SPORTS COLUMN

SPORTING DIARY: Ulster Championship change to be welcomed

with Sports Editor Peter Campbell

Peter Campbell

Reporter:

Peter Campbell

SPORTING DIARY: Ulster Championship change to be welcomed

Drama in Towney with helicopter

Ulster Championship change to be welcomed

The decision announced this week to the Ulster Senior Championship around the issue of the preliminary round is to be warmly welcomed.

It is obviously the brainchild of new Provincial Secretary, Brian McAvoy, and will see the two teams drawn in the preliminary round in 2019 exempt from the preliminary round draw for two years. It means that there will be seven counties in the hat for the preliminary round in 2020 and and 2021 and five counties from 2022 onwards.

Ulster is by far the most competitive province in the football championship and when you have to prepare for a preliminary round (as Donegal and Cavan have to do this year) it becomes a much stiffer task if you want to walk up the hill to Clones for an Ulster final.

Mr. McAvoy pointed out in the press release announcing the decision that since the introduction of the preliminary round only four counties have gone through to win the Ulster title - Cavan in 1945; Armagh in 2005 and Donegal in 2011 and 2012. He also pointed out that Cavan have been drawn in the preliminary round on seven occasions since the start of the new millennium, while Derry have only been pulled out on two occasions.

There certainly was an anomaly and it is good that it is being cleared up.

I suppose there is no point in raising the question of doing away with the provincial championships altogether to give a level playing field to all counties in an Open Draw!

That would remove all anomalies!


Drama in Kilcar

There was drama in Kilcar on and off the field on Sunday. The football team were, by all accounts, rather lucky to escape with a draw after Milford had played really well to lead by two points as the game entered injury time. But then up stepped Patrick McBrearty with two scores to get his side a share of the spoils.

There was further drama, though, after the game with mentor Seamus Gallagher taking ill and then being airlifted to Altnagelvin Hospital in super quick time where the necessary treatment was applied and Gallagher was back in a hospital ward before 8.30.

I was getting texts and updates on the situation and by all accounts it was a scary situation which was handled extremely well. The networking between the club, medical people, ambulance and Coastguard must have been like clockwork; not a minute was wasted and thankfully the outcome was excellent too.

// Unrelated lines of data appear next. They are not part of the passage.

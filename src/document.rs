//! Persistence for the JSON documents passed between pipeline stages.
//!
//! Writes go through a temporary file in the target directory that is renamed
//! into place, so a reader never observes a half-written document.

use serde::Serialize;
use serde::de::DeserializeOwned;
use std::fs;
use std::io::{self, Write};
use std::path::{Path, PathBuf};
use tempfile::NamedTempFile;
use thiserror::Error;

/// Errors raised while reading or writing a pipeline document.
#[derive(Debug, Error)]
pub enum DocumentError {
    #[error("Input file not found: {}", .0.display())]
    NotFound(PathBuf),

    #[error("Failed to read {}: {source}", path.display())]
    Read { path: PathBuf, source: io::Error },

    #[error("Malformed document {}: {source}", path.display())]
    Malformed {
        path: PathBuf,
        source: serde_json::Error,
    },

    #[error("Failed to serialize document: {0}")]
    Serialize(#[from] serde_json::Error),

    #[error("Failed to write {}: {source}", path.display())]
    Write { path: PathBuf, source: io::Error },
}

/// Reads and parses a document.
pub fn load<T: DeserializeOwned>(path: &Path) -> Result<T, DocumentError> {
    let content = fs::read_to_string(path).map_err(|e| {
        if e.kind() == io::ErrorKind::NotFound {
            DocumentError::NotFound(path.to_path_buf())
        } else {
            DocumentError::Read {
                path: path.to_path_buf(),
                source: e,
            }
        }
    })?;

    serde_json::from_str(&content).map_err(|e| DocumentError::Malformed {
        path: path.to_path_buf(),
        source: e,
    })
}

/// Renders a document as pretty-printed JSON.
pub fn to_json<T: Serialize>(document: &T) -> Result<String, DocumentError> {
    Ok(serde_json::to_string_pretty(document)?)
}

/// Atomically writes a document, replacing any previous file at `path`.
pub fn save<T: Serialize>(path: &Path, document: &T) -> Result<(), DocumentError> {
    let json = to_json(document)?;
    let write_error = |e: io::Error| DocumentError::Write {
        path: path.to_path_buf(),
        source: e,
    };

    let dir = path
        .parent()
        .filter(|p| !p.as_os_str().is_empty())
        .unwrap_or(Path::new("."));

    let mut staged = NamedTempFile::new_in(dir).map_err(write_error)?;
    staged.write_all(json.as_bytes()).map_err(write_error)?;
    staged.write_all(b"\n").map_err(write_error)?;
    staged.as_file().sync_all().map_err(write_error)?;
    staged.persist(path).map_err(|e| write_error(e.error))?;

    Ok(())
}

Seamus is now back in Letterkenny Hospital and well on the way to recovery, and, no doubt, will be back on the line in Towney when he’s fully recovered. He is just one of those people who loves the game and is at his happiest when stuck in the middle of it.

Hurry back Seamus.


U-17s get Ulster shock

After four straight wins in their Ulster campaign, the Donegal U-17s hit something of a roadblock on Saturday last in the Ulster final, going down heavily to Monaghan in the final in Drumragh.

But they were playing no ordinary team. The Monaghan side (who Donegal had defeated in the Buncrana Cup U-16 semi-final last year) were a superb side. They were powerful up the middle but also had great forwards who gave the Donegal defence a torrid time.

Donegal did score 1-12 and the forward division was their strongest suit. Hopefully, they can recover from the defeat. They have their first championship game on Saturday week - a tough encounter away to Tyrone. They defeated the Red Hand men in the opening league game in Ballyshannon, but they were rather fortunate that day.  Championship is always different and after Saturday, Donegal will have no illusions when they travel to Healy Park.

Back in another final

Carl McHugh will be leading Motherwell out for another cup final in Scotland next month after the Premiership outfit eased to a surprisingly comfortable semi-final win over Aberdeen on Saturday.

Motherwell will meet Celtic in the cup decider, which will be a repeat of last November’s Betfred Cup final in which Celtic ran out 2-0 winners.

Brendan Rodgers became the first Celtic boss since Jock Stein to win four domestic trophies in-a-row when the Glasgow side won that day. They’re a shoe-in for another league title and a cup final win would round off another remarkable campaign. Mind you, McHugh and Motherwell’s cup form this season suggests Celtic might not have it all that easy on cup final day.